- Your assignment:
Please tally the lines below that contain the word "impl" and reply with the total alone.

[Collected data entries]
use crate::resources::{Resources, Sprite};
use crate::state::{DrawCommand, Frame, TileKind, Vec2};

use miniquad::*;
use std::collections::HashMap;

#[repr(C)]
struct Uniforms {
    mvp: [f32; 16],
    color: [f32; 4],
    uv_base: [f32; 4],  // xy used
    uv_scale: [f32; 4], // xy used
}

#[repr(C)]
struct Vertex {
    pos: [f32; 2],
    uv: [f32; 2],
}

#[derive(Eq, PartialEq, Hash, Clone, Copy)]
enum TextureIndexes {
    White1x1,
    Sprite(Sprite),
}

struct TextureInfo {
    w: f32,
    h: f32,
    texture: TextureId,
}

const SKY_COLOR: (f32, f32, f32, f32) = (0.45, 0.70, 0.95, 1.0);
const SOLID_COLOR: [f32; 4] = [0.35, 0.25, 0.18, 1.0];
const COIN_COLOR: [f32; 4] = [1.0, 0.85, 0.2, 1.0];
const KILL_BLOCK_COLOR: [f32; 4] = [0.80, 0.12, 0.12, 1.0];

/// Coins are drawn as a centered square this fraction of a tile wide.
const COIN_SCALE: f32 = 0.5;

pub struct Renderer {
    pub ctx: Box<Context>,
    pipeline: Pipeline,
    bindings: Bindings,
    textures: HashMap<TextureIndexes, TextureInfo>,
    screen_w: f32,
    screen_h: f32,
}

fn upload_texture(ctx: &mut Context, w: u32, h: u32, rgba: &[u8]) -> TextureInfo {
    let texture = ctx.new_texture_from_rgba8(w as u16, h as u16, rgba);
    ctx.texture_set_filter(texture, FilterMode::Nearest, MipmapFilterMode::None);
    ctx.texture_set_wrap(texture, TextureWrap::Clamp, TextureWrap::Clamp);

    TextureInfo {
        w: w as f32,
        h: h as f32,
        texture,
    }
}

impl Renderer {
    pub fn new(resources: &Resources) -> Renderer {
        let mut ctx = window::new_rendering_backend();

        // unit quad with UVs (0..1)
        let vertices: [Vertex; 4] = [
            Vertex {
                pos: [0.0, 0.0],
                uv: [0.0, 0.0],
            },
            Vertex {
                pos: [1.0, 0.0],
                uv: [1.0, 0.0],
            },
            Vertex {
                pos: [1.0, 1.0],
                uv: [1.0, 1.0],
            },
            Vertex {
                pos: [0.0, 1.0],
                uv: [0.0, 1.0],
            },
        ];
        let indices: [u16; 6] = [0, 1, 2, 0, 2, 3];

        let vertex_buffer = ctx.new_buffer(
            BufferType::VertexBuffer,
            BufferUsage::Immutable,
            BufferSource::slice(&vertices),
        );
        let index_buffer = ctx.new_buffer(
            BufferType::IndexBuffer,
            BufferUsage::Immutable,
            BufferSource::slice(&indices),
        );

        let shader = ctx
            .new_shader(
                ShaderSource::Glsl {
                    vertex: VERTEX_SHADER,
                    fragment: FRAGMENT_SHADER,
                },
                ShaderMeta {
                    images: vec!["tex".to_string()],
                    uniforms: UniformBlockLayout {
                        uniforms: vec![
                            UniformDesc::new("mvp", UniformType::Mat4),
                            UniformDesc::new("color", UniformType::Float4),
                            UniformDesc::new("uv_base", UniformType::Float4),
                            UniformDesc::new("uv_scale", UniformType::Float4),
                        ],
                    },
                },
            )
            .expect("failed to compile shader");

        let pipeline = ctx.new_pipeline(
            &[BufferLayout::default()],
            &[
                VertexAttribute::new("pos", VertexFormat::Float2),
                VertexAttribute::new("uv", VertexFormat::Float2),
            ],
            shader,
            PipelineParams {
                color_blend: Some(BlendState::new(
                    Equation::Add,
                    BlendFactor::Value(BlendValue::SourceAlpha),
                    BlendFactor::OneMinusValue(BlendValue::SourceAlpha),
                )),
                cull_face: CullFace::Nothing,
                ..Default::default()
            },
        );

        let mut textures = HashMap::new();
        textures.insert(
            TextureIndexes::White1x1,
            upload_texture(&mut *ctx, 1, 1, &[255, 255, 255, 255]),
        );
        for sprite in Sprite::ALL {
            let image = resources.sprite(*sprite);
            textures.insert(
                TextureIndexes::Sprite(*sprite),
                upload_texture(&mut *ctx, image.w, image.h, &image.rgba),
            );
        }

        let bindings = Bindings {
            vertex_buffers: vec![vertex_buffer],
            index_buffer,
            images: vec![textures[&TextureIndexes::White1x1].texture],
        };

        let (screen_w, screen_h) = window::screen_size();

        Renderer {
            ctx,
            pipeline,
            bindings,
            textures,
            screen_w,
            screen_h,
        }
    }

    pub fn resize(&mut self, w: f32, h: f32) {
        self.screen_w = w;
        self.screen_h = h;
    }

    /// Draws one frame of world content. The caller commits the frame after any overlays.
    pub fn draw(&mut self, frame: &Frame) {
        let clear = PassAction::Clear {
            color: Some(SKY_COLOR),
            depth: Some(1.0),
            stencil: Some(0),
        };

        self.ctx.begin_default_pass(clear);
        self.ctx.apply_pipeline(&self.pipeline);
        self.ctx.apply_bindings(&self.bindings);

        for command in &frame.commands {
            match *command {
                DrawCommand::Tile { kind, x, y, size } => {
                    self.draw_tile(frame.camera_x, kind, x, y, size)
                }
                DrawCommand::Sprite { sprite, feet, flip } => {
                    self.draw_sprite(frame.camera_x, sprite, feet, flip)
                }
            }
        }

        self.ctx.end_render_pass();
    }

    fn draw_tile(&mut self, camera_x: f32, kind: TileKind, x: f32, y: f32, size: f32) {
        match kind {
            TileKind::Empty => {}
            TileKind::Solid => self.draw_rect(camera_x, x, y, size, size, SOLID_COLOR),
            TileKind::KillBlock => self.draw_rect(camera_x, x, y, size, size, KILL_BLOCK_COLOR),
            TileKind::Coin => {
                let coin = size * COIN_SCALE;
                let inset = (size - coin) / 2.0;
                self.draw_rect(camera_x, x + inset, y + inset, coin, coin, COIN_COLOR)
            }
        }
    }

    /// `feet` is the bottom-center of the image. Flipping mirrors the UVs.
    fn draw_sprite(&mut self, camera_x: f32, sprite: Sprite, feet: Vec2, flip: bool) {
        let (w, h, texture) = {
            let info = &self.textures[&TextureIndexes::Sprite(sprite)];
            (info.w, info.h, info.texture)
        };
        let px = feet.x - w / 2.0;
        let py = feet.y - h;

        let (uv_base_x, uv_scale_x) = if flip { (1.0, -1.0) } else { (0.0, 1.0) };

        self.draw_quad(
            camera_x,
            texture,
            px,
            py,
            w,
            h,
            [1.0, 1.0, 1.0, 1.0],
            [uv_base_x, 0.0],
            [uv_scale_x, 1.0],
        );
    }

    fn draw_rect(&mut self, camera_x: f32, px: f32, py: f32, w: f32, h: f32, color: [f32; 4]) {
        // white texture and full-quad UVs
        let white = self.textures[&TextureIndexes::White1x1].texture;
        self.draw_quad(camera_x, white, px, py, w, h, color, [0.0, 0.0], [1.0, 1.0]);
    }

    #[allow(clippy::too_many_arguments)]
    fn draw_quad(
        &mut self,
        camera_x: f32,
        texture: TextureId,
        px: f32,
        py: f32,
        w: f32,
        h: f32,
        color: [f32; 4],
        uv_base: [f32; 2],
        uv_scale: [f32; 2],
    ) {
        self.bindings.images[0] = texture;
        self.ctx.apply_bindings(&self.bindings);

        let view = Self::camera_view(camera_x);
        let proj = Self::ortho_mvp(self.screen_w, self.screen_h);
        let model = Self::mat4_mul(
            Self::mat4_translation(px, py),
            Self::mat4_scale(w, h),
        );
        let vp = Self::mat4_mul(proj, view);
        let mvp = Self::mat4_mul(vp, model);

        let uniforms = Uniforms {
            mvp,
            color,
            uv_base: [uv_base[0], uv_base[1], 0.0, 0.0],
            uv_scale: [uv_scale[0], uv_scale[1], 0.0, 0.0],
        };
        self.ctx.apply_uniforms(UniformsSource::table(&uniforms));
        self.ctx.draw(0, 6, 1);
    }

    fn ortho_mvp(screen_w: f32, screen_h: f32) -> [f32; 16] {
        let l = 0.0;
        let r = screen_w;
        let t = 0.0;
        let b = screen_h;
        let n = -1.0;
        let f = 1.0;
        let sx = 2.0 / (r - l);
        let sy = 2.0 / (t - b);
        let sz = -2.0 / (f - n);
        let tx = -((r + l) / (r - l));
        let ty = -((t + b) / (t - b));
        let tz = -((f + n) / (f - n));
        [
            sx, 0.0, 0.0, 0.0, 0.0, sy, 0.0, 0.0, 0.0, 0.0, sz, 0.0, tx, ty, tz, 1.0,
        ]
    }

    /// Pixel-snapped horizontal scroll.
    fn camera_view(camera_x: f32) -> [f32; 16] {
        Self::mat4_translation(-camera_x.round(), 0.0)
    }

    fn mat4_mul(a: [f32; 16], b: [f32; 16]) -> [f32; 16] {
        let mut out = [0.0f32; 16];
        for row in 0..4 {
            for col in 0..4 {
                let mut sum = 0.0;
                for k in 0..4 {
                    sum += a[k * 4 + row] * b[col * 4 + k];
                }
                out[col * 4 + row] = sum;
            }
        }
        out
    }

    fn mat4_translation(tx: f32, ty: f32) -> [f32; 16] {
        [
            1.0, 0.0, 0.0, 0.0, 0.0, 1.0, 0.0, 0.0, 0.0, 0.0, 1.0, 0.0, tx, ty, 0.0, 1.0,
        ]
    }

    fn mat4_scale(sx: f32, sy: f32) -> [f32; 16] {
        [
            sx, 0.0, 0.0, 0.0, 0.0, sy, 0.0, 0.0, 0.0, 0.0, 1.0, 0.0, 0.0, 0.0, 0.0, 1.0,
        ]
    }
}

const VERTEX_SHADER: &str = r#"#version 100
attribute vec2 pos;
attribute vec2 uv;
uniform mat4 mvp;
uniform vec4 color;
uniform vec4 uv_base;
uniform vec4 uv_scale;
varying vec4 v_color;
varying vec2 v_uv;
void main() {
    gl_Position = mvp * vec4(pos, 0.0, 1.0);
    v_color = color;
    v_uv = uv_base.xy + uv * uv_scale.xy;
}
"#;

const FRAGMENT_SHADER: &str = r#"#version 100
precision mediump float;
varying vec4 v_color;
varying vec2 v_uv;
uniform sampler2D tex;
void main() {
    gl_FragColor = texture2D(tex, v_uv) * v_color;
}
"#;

--

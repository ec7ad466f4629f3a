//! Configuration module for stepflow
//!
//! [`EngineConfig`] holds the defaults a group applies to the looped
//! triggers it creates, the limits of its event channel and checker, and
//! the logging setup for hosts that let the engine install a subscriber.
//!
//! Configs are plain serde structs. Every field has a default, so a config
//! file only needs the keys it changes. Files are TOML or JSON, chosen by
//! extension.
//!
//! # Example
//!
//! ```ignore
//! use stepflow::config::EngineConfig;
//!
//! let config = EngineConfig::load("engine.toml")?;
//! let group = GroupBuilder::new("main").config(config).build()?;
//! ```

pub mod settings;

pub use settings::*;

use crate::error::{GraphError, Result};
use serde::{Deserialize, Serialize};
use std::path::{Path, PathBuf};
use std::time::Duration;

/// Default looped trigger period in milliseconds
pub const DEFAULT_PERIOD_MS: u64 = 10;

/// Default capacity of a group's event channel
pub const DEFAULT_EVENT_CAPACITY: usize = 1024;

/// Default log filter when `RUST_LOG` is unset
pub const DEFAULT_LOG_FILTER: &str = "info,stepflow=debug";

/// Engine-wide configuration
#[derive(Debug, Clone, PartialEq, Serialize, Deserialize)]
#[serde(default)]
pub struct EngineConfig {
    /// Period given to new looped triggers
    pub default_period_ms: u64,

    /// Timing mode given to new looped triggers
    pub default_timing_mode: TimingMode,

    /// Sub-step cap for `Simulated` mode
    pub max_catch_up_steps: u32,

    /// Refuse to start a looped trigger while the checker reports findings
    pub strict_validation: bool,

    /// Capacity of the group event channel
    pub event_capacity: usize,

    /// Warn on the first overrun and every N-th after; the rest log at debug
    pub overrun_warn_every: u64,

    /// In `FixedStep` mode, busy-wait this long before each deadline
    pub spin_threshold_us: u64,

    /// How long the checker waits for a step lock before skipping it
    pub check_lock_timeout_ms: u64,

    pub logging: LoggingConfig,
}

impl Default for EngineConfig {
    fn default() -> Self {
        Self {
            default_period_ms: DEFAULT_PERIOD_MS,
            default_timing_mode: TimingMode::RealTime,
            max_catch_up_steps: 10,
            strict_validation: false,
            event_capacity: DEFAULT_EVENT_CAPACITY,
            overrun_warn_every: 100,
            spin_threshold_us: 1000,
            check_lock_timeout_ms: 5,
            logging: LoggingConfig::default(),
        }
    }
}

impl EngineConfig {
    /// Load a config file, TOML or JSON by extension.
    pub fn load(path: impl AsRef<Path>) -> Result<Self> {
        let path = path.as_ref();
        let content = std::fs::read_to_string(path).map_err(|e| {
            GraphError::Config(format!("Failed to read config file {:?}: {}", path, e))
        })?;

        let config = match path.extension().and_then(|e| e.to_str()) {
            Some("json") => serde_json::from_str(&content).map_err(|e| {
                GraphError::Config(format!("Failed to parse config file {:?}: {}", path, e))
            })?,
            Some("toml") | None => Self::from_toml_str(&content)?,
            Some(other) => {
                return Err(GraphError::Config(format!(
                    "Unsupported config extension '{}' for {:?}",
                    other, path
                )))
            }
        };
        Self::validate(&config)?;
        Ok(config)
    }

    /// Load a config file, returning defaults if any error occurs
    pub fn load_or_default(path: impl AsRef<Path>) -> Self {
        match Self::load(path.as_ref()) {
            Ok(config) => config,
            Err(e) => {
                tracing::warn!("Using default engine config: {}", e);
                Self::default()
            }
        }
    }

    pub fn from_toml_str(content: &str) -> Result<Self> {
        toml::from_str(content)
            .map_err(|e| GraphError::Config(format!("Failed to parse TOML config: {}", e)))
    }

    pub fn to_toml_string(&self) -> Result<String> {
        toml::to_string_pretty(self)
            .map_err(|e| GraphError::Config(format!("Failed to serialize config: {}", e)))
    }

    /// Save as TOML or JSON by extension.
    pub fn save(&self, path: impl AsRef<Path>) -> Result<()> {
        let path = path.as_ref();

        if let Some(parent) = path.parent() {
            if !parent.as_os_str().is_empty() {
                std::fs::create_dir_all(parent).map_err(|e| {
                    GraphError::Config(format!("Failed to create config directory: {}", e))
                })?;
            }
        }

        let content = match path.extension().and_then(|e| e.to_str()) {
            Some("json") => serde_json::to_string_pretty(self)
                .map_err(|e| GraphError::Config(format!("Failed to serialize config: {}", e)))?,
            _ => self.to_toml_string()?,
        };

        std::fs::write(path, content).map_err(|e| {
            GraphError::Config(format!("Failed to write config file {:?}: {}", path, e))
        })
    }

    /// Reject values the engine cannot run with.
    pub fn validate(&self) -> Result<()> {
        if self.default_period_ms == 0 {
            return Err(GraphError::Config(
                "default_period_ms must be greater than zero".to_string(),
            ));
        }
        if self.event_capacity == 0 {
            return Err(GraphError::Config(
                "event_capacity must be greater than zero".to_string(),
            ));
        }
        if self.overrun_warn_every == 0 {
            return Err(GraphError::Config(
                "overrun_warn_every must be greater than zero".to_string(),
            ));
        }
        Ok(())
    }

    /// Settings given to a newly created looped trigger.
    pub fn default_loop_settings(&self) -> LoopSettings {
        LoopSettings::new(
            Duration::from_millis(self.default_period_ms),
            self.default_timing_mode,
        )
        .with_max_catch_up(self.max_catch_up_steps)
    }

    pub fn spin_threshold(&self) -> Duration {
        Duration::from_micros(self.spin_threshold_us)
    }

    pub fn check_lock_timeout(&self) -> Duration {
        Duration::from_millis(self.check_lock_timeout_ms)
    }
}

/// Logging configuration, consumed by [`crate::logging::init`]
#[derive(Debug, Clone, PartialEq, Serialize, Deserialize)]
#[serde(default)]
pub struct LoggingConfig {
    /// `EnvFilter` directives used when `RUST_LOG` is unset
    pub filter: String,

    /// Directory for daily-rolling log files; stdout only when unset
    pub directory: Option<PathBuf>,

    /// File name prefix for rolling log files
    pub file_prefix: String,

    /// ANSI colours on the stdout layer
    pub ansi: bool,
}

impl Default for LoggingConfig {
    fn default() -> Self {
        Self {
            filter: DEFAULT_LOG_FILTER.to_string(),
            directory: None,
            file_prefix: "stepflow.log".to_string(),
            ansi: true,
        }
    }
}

...

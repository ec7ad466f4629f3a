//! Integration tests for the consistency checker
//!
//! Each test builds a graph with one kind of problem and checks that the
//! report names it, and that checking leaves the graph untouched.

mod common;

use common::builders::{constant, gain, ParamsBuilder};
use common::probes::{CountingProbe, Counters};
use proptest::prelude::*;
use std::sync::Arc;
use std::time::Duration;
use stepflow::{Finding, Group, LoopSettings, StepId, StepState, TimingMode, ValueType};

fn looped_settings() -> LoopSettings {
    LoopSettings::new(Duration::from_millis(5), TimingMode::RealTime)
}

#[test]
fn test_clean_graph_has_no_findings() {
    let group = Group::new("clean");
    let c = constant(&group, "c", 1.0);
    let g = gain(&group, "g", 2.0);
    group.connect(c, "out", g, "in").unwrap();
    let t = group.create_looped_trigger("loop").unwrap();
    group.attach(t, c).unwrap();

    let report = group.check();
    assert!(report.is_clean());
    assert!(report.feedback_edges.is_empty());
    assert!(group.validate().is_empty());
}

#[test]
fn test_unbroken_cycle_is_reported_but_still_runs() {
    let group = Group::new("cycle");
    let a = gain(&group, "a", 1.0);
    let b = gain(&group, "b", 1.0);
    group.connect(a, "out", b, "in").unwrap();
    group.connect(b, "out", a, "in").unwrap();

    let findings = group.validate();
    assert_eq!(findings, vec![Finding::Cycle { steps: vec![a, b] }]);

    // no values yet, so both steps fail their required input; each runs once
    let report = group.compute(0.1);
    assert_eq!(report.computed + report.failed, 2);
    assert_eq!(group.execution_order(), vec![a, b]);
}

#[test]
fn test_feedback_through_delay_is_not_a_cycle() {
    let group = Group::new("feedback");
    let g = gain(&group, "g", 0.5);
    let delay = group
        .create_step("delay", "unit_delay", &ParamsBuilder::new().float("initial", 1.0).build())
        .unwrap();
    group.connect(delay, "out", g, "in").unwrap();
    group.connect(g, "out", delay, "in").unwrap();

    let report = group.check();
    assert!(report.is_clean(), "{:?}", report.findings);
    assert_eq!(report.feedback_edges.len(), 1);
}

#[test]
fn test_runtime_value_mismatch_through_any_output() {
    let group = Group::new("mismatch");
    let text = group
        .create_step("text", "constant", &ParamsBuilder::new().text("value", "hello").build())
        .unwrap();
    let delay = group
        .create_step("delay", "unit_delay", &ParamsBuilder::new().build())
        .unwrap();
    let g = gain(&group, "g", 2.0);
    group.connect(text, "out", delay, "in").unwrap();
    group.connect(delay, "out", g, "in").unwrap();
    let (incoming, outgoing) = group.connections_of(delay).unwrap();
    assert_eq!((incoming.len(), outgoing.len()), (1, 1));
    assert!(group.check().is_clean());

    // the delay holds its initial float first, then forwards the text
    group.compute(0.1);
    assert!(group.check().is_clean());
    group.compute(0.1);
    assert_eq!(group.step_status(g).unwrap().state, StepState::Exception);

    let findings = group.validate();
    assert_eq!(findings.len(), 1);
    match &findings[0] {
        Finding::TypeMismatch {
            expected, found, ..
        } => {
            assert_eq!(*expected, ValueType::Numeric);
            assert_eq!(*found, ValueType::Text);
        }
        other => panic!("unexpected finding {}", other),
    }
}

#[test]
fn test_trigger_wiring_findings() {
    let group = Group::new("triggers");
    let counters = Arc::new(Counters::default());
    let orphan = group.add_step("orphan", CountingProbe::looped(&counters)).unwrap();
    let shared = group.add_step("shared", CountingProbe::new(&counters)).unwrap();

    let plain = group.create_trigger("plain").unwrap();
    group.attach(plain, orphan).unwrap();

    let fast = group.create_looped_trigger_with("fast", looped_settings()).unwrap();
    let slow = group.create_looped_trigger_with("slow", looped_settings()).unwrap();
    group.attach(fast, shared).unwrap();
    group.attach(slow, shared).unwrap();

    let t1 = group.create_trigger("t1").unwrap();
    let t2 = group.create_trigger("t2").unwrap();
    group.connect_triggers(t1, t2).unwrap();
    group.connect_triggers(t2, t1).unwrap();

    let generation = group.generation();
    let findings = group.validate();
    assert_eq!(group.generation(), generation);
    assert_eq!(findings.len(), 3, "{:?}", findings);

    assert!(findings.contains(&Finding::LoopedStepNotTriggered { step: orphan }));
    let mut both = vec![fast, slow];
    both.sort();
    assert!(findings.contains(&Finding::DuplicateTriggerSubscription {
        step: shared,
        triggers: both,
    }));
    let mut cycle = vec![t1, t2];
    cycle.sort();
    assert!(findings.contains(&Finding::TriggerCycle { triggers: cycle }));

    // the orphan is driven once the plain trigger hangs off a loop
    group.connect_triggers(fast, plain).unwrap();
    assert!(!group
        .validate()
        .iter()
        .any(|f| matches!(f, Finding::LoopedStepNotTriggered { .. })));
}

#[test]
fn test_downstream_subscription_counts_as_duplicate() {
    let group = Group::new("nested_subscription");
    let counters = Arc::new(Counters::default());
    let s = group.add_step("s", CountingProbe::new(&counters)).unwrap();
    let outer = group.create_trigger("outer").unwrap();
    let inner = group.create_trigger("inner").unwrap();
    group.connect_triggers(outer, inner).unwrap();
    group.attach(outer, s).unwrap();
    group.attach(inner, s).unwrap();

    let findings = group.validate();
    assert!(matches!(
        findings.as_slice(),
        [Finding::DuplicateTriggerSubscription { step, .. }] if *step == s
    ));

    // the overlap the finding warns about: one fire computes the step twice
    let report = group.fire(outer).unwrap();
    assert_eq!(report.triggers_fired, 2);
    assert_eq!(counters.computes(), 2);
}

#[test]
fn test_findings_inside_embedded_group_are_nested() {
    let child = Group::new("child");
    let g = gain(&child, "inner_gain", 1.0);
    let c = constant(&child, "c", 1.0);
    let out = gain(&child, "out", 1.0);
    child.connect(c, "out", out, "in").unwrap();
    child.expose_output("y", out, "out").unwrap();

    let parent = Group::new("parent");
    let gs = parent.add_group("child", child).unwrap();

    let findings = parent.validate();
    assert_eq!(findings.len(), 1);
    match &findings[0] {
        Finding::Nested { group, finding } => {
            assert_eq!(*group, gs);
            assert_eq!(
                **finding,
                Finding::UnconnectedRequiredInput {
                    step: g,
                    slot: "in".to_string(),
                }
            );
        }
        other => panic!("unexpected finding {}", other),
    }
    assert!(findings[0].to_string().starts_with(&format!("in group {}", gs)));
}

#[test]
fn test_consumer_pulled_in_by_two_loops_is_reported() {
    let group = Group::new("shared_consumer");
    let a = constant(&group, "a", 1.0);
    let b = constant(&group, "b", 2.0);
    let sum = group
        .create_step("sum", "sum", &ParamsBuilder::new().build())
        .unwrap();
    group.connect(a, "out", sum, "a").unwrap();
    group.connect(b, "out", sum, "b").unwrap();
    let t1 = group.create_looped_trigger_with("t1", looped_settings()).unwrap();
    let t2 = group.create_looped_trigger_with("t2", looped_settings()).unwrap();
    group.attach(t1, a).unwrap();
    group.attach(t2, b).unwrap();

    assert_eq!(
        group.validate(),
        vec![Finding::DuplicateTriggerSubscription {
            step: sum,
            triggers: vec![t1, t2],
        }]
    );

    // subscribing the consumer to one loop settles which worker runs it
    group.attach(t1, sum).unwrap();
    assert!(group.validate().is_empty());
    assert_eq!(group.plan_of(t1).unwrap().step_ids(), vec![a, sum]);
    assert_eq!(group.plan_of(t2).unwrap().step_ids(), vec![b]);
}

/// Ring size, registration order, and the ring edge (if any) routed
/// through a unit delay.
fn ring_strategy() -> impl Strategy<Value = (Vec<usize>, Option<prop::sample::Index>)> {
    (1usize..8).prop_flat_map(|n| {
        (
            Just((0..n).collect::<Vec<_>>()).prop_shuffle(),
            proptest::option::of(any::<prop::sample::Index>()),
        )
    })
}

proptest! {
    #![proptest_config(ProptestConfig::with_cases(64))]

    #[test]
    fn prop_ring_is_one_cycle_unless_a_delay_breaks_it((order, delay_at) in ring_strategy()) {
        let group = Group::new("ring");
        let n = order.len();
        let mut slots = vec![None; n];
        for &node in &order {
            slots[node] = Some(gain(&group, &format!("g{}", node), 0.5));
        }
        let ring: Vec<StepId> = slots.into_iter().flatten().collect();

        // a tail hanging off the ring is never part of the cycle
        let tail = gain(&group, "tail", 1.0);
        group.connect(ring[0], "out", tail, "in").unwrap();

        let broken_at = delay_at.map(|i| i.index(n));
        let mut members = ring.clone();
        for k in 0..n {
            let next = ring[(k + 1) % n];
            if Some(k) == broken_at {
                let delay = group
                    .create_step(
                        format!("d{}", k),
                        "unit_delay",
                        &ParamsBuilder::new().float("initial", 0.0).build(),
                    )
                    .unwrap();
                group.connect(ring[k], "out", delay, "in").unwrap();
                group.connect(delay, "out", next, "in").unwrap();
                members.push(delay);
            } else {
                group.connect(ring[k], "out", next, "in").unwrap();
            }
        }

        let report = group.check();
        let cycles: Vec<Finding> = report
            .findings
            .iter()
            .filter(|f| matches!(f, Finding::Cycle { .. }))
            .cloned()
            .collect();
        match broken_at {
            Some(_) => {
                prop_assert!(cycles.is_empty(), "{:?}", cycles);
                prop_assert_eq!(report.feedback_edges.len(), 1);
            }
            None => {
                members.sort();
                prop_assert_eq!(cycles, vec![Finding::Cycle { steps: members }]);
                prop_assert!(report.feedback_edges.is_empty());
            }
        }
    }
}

- Worked solution:
8